There was a marked tendency in England too, for books that were a by-product of cookery schools. Hannah Woolley and her husband were involved in education, although not specifically instructing in domestic economy; so too was the anonymous author of The Young Lady’s Companion of 1734 who stated she was a ‘Gentlewoman who formerly kept a boarding school’. But the first avowed cookery instructor was Edward Kidder, who kept a school of pastry work and cookery in London and whose recipes were printed some time in the 1730s. As well as enrolling as a pupil, readers could be taught by him in their own homes.

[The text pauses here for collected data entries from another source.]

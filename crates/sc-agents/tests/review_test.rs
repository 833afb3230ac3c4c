use std::sync::Arc;

use sc_agents::prompts::TRUNCATION_NOTICE;
use sc_agents::{CodeReviewAgent, ReviewError};
use sc_core::config::ReviewConfig;
use sc_core::types::{CodeReviewResult, ReviewAspect, ReviewOutcome};
use sc_intelligence::{ApiKey, LlmError, MockProvider};
use tokio_util::sync::CancellationToken;

const CLEAN_REPLY: &str = "ISSUES:\n- No issues detected\n\nRECOMMENDATIONS:\n- No recommendations needed\n\nSTEPS:\n- No action required";

fn security_fails() -> MockProvider {
    MockProvider::new().with_handler(|prompt| {
        if prompt.starts_with("You are a security expert.") {
            Err(LlmError::ServerError {
                status: 500,
                message: "internal".into(),
            })
        } else {
            Ok(CLEAN_REPLY.to_string())
        }
    })
}

fn config(parallel: bool) -> ReviewConfig {
    ReviewConfig {
        parallel,
        ..Default::default()
    }
}

async fn assert_only_security_failed(parallel: bool) {
    let agent = CodeReviewAgent::new(Arc::new(security_fails()), config(parallel));

    let results = agent
        .review(
            "function f() { return 1; }",
            "f.js",
            &ApiKey::new("key"),
            &CancellationToken::new(),
        )
        .await
        .unwrap();

    let aspects: Vec<ReviewAspect> = results.iter().map(|r| r.aspect).collect();
    assert_eq!(aspects, ReviewAspect::ALL.to_vec());

    let security = &results[2];
    assert!(security.is_failed());
    assert!(security.has_issues);
    assert_eq!(
        security.issues,
        vec!["API call failed: Gemini API server error - please try again later"]
    );
    assert_eq!(security.recommendations, vec!["Check API key and network connection"]);
    assert_eq!(
        security.steps,
        vec!["Verify API key", "Check internet connection", "Retry analysis"]
    );

    for (index, result) in results.iter().enumerate().filter(|(i, _)| *i != 2) {
        assert_eq!(
            *result,
            CodeReviewResult::clean(ReviewAspect::ALL[index]),
            "aspect {} should be clean",
            result.aspect
        );
    }
}

#[tokio::test]
async fn test_security_failure_is_isolated_sequential() {
    assert_only_security_failed(false).await;
}

#[tokio::test]
async fn test_security_failure_is_isolated_parallel() {
    assert_only_security_failed(true).await;
}

#[tokio::test]
async fn test_rejects_empty_code_and_blank_key_without_calls() {
    let provider = Arc::new(MockProvider::new());
    let agent = CodeReviewAgent::new(provider.clone(), config(false));
    let cancel = CancellationToken::new();

    let err = agent
        .review("   \n", "f.js", &ApiKey::new("key"), &cancel)
        .await
        .unwrap_err();
    assert!(matches!(err, ReviewError::EmptyCode));

    let err = agent
        .review("let x = 1;", "f.js", &ApiKey::new(" "), &cancel)
        .await
        .unwrap_err();
    assert!(matches!(err, ReviewError::MissingCredential));

    assert_eq!(provider.call_count(), 0);
}

#[tokio::test]
async fn test_long_code_is_truncated_in_every_prompt() {
    let provider = Arc::new(MockProvider::new().with_handler(|_| Ok(CLEAN_REPLY.to_string())));
    let agent = CodeReviewAgent::new(provider.clone(), config(false));
    let code = format!("{}TAIL_MARKER", "x".repeat(10_000));

    agent
        .review(&code, "big.js", &ApiKey::new("key"), &CancellationToken::new())
        .await
        .unwrap();

    let prompts = provider.captured_prompts();
    assert_eq!(prompts.len(), 4);
    for prompt in prompts {
        assert!(prompt.contains(TRUNCATION_NOTICE));
        assert!(!prompt.contains("TAIL_MARKER"));
    }
}

#[tokio::test]
async fn test_unstructured_reply_is_unparsed_not_clean() {
    let provider = Arc::new(
        MockProvider::new().with_handler(|_| Ok("This code is mostly fine.".to_string())),
    );
    let agent = CodeReviewAgent::new(provider, config(false));

    let results = agent
        .review("let x = 1;", "a.js", &ApiKey::new("key"), &CancellationToken::new())
        .await
        .unwrap();

    assert!(results
        .iter()
        .all(|r| matches!(r.outcome, ReviewOutcome::Unparsed { .. }) && !r.has_issues));
}

#[tokio::test]
async fn test_cancelled_review_is_an_error() {
    let agent = CodeReviewAgent::new(Arc::new(MockProvider::new()), config(true));
    let cancel = CancellationToken::new();
    cancel.cancel();

    let err = agent
        .review("let x = 1;", "a.js", &ApiKey::new("key"), &cancel)
        .await
        .unwrap_err();
    assert!(matches!(err, ReviewError::Llm(LlmError::Cancelled)));
}

#[tokio::test]
async fn test_implement_fix_fills_generated_code() {
    let reply = "PLAN_START\n1. Escape input\nPLAN_END\nEXPLANATION_START\nEscapes HTML.\nEXPLANATION_END\nNEW_CODE_START\n```js\nel.textContent = input;\n```\nNEW_CODE_END";
    let provider = Arc::new(MockProvider::new().with_response(reply));
    let agent = CodeReviewAgent::new(provider.clone(), config(false));
    let finding = CodeReviewResult::issues_found(
        ReviewAspect::Security,
        vec!["innerHTML with user input".into()],
        vec!["Use textContent".into()],
        vec!["Replace the assignment".into()],
    );

    let fixed = agent
        .implement_fix(
            "el.innerHTML = input;",
            "view.js",
            &finding,
            &ApiKey::new("key"),
            &CancellationToken::new(),
        )
        .await
        .unwrap();

    assert_eq!(fixed.generated_code.as_deref(), Some("el.textContent = input;"));
    assert_eq!(fixed.issues, finding.issues);
    let prompt = &provider.captured_prompts()[0];
    assert!(prompt.contains("ISSUES:\n- innerHTML with user input"));
    assert!(prompt.contains("A security review"));
}

#[tokio::test]
async fn test_implement_fix_without_code_section() {
    let provider = Arc::new(MockProvider::new().with_response("I cannot help with that."));
    let agent = CodeReviewAgent::new(provider, config(false));

    let err = agent
        .implement_fix(
            "x = 1",
            "a.py",
            &CodeReviewResult::clean(ReviewAspect::Clarity),
            &ApiKey::new("key"),
            &CancellationToken::new(),
        )
        .await
        .unwrap_err();
    assert!(matches!(err, ReviewError::NoCodeGenerated));
}
//! Text-generation client for stagecraft.
//!
//! - [`llm`]: the [`llm::LlmProvider`] trait, the Gemini implementation,
//!   typed errors, and a mock provider for tests.
//! - [`retry`]: exponential backoff for transient failures.

pub mod llm;
pub mod retry;

pub use llm::{ApiKey, GeminiProvider, LlmError, LlmProvider, LlmResponse, MockProvider};
pub use retry::RetryConfig;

A copy that came on the market not long ago was inscribed by the original owner, ‘Her book, February 12th 1734 the day I began learning of Mr Kidder’ – showing that not all his pupils were unlettered servants, but their literate mistresses too. Such works appear regularly through the century, not just in London but in provincial centres such as Newcastle and Edinburgh. The most significant female cookery author of the later part of the century, Elizabeth Raffald, herself ran a cookery school in and around Manchester. Such forays into education were not evident in France until a century later, although all our original quartet were eloquent on the need to teach domestic economy to young girls raised in less useful arts.

Another contrast between Britain and France at this time was not that the French simply produced fewer cookery books than the Scots and English, but that theirs were in vast majority published in either Paris or Lyon while in England there were a surprising number put out by printers in provincial centres such as Leeds, Newcastle, Manchester and Edinburgh, even if London was still pre-eminent. A reflection, perhaps, of the growing prosperity of soon-to-be industrial heartlands, where a new reading public was emerging; and a reflection too of the larger number of titles being published.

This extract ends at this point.